__TASK ITEM__.
The first line of the data below and every line after it, through the one with "and never resurrected.", must be transcribed without change.

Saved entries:
::::::::

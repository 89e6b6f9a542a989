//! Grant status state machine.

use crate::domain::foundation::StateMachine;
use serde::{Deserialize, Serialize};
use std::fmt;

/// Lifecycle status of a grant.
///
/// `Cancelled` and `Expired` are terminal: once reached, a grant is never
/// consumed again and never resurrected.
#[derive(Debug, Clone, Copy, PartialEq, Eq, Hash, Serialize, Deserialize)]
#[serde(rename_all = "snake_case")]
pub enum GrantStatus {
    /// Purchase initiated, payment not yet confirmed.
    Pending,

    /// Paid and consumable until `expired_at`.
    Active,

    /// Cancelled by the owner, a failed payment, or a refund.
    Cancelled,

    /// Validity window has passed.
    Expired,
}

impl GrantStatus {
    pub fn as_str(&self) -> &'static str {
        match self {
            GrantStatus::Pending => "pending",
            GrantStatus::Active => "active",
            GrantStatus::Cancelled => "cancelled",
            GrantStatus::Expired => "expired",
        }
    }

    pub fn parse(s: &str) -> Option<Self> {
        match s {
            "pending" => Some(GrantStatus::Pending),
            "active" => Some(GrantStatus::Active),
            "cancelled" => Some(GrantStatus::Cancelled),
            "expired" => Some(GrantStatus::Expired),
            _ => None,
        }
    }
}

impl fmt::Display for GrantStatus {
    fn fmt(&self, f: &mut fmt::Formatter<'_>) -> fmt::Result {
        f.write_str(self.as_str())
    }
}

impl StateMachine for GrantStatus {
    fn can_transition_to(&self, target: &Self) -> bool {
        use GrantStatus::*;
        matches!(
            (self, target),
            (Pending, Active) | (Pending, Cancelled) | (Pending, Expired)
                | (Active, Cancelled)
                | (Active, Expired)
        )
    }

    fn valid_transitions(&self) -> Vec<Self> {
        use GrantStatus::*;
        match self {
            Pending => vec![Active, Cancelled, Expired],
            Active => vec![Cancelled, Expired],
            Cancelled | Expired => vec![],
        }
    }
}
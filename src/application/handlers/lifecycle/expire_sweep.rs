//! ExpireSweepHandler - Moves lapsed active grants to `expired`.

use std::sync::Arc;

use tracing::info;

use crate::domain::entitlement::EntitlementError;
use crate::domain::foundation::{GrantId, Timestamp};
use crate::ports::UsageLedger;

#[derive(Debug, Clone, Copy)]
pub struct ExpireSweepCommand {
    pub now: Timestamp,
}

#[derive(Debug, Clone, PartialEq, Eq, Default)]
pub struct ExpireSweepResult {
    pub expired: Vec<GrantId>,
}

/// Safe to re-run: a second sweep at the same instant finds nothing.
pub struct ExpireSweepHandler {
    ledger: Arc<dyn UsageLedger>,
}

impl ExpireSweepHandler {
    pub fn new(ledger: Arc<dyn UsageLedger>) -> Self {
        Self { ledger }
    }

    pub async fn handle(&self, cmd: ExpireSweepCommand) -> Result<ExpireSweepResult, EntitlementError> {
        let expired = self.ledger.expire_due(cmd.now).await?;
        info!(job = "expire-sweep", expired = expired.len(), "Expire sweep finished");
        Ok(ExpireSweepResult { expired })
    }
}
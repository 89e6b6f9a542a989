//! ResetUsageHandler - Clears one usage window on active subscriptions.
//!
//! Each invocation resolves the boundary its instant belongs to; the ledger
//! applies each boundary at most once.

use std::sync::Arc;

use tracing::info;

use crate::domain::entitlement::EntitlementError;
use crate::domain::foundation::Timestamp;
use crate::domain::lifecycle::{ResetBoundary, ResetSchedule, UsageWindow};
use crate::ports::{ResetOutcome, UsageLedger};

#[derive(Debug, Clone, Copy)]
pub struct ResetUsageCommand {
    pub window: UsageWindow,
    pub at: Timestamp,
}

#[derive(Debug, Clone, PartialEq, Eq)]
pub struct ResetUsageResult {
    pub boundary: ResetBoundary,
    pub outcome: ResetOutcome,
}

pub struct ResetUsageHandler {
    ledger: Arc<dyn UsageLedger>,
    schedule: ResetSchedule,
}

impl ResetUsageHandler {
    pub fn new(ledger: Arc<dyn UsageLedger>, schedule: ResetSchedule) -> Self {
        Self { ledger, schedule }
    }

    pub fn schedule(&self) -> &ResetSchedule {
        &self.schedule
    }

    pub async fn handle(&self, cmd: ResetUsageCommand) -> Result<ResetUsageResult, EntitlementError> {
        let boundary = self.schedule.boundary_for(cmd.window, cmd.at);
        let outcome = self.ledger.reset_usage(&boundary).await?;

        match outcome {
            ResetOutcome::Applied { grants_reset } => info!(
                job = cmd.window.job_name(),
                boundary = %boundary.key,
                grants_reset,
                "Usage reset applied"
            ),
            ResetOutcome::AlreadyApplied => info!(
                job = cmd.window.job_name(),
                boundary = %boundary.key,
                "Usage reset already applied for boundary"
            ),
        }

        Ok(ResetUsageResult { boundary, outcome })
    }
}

::::::::

__FINAL ANSWER__.
repository 89e6b6f9a542a989
//! Grant status state machine.

use crate::domain::foundation::StateMachine;
use serde::{Deserialize, Serialize};
use std::fmt;

/// Lifecycle status of a grant.
///
/// `Cancelled` and `Expired` are terminal: once reached, a grant is never
/// consumed again and never resurrected.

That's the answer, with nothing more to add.